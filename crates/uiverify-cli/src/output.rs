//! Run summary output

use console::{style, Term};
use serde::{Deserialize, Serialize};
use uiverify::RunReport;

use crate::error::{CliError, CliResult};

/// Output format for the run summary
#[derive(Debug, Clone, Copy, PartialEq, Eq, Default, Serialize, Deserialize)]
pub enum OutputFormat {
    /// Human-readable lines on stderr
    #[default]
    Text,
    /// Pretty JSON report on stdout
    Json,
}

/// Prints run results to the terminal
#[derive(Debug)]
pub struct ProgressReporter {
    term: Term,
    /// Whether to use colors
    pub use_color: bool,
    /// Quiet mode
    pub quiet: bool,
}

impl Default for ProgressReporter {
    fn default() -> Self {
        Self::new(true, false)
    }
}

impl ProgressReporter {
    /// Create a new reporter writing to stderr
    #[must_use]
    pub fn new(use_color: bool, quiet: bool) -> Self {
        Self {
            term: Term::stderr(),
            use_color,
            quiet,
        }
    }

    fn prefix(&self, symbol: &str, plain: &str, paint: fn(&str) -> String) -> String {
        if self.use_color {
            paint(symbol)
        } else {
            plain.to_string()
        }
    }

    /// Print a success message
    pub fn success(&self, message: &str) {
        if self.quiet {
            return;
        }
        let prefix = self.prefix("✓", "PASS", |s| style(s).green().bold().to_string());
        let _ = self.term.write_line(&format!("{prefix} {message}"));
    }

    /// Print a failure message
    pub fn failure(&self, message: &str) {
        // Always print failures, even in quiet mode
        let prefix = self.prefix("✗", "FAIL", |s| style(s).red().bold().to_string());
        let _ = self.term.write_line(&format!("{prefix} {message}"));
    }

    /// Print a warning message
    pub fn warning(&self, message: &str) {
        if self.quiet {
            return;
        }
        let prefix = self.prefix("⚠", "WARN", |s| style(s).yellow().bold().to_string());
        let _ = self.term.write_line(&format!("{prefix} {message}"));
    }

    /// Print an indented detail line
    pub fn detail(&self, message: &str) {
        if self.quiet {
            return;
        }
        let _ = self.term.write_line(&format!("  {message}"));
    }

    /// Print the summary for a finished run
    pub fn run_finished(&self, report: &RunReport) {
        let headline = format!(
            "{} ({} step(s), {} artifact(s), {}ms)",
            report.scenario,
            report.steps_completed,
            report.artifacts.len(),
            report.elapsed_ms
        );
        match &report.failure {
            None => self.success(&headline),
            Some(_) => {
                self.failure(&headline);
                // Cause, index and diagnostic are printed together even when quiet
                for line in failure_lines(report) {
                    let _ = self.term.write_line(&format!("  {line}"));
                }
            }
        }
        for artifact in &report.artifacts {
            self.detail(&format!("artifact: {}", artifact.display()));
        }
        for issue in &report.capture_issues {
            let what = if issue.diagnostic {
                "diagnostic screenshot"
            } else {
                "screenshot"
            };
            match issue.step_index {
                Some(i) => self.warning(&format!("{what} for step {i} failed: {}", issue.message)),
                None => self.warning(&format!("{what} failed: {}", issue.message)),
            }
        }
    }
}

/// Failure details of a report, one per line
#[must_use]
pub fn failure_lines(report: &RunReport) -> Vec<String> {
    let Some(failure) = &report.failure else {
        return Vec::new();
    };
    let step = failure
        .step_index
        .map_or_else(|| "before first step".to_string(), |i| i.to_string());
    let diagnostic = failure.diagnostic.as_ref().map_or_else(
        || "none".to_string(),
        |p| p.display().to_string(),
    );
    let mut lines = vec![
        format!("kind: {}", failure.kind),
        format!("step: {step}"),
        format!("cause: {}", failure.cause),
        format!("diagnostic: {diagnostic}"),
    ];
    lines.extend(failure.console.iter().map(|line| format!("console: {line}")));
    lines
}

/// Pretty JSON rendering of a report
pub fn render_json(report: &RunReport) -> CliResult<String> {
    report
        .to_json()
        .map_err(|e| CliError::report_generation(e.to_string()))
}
==========
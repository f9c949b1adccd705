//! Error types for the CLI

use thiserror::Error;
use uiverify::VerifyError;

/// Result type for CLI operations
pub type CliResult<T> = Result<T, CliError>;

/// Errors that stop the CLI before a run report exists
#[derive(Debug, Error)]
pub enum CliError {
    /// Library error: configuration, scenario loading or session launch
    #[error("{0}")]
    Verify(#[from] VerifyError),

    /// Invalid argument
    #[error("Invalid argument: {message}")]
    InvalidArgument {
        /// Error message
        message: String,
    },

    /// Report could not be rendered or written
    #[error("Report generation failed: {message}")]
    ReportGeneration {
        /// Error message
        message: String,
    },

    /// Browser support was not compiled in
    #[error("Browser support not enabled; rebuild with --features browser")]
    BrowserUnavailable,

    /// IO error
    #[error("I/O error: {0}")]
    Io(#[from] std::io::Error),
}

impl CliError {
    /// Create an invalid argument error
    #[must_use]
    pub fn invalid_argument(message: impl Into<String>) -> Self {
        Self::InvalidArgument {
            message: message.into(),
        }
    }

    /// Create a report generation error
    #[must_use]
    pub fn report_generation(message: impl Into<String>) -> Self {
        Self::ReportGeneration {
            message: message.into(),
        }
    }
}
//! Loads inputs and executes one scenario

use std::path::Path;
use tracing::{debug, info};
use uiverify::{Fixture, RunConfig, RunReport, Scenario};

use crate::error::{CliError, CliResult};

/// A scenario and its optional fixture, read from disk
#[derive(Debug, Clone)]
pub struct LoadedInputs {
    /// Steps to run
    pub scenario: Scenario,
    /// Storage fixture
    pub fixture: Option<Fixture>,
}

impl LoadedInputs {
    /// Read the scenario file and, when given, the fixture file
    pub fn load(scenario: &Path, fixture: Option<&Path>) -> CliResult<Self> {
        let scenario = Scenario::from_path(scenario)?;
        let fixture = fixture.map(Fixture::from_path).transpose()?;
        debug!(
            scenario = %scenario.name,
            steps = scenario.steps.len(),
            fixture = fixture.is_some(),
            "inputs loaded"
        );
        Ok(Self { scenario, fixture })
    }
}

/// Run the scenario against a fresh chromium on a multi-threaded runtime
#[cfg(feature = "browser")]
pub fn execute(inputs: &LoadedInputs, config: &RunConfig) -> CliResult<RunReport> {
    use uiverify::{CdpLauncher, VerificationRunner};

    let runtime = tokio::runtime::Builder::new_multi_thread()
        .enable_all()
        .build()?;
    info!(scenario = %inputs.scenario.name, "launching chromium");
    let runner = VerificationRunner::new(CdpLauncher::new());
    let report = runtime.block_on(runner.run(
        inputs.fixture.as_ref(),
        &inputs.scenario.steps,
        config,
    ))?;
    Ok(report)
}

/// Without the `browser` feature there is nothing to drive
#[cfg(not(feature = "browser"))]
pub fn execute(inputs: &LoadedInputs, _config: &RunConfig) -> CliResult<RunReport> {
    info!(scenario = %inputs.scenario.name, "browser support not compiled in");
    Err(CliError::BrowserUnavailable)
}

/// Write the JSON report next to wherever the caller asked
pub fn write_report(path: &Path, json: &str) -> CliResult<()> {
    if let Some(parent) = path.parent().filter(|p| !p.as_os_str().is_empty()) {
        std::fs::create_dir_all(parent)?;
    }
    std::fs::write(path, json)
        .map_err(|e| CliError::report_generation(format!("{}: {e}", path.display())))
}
==========
Tally up the lines above containing "failed"; the number is the full answer.

ANSWER SECTION> 3